02/04/2021 às 07h56min - Atualizada em 02/04/2021 às 07h56min

Covid-19: Mesmo com tratamento de comorbidades, governo Bolsonaro reduz Farmácia Popular

Criado para distribuir remédios gratuitos ou com descontos à população de baixa renda, o programa Farmácia Popular foi reduzido na gestão de Jair Bolsonaro mesmo durante a pandemia da Covid-19.

A rede de farmácias atende a pessoas com doenças crônicas, como asma e hipertensão, e que, portanto, estão no grupo de risco do coronavírus.
 

Em 2020, primeiro ano da pandemia, foram 20,1 milhões de beneficiários no programa. Isso representa 1,2 milhão a menos que no ano anterior. A cobertura de 2020 foi a menor desde 2014.

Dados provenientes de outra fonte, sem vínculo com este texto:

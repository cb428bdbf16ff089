//! Error types for configuration loading and the simulation engine.

use thiserror::Error;

use crate::components::{AgentId, FoodId};

/// Failure to read or parse a configuration file.
#[derive(Debug, Error)]
pub enum ConfigError {
    #[error("IO error: {0}")]
    Io(#[from] std::io::Error),

    #[error("Parse error: {0}")]
    Parse(#[from] toml::de::Error),
}

#[derive(Debug, Error)]
pub enum SimError {
    /// A configured constant is out of its allowed range.
    #[error("invalid configuration: `{field}` {reason} (got {value})")]
    InvalidConfiguration {
        field: &'static str,
        value: String,
        reason: &'static str,
    },

    /// More entities were requested than the grid has cells.
    #[error("cannot place {requested} {kind} on a grid of {capacity} cells")]
    PlacementExhausted {
        kind: &'static str,
        requested: usize,
        capacity: usize,
    },

    /// An agent holds a pursuit or consumption reference that no longer
    /// resolves to a valid food patch.
    #[error("agent {agent} holds a stale {role} reference to food {food}")]
    StaleReference {
        agent: AgentId,
        food: FoodId,
        role: &'static str,
    },

    #[error(transparent)]
    Config(#[from] ConfigError),
}

pub type Result<T> = std::result::Result<T, SimError>;

#[cfg(test)]
mod tests {
    use super::*;

    #[test]
    fn test_error_messages() {
        let err = SimError::PlacementExhausted {
            kind: "agents",
            requested: 26,
            capacity: 25,
        };
        assert_eq!(err.to_string(), "cannot place 26 agents on a grid of 25 cells");

        let err = SimError::InvalidConfiguration {
            field: "agents.metabolism",
            value: "0".to_string(),
            reason: "must be positive",
        };
        assert_eq!(
            err.to_string(),
            "invalid configuration: `agents.metabolism` must be positive (got 0)"
        );

        let err = SimError::StaleReference {
            agent: AgentId(1),
            food: FoodId(3),
            role: "pursuing",
        };
        assert_eq!(err.to_string(), "agent A1 holds a stale pursuing reference to food F3");
    }
}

Os dados são do Ministério da Saúde, obtidos pela Folha por meio da Lei de Acesso à Informação.

Reportagem da Folha de S.Paulo aponta que o orçamento do programa para este ano foi reduzido para R$ 2,5 bilhões. Em 2020 era de R$ 2,7 bilhões, em valores corrigidos pela inflação. Isso, apesar da pandemia e da importância dos medicamentos distribuídos pelo programa.

Criado em 2004, a Farmácia Popular distribui medicamentos básicos gratuitamente para hipertensão, diabetes e asma por meio de farmácias privadas conveniadas. Remédios para controle de rinite, mal de Parkinson, osteoporose e glaucoma, além de anticoncepcionais, são vendidos com desconto de até 90%.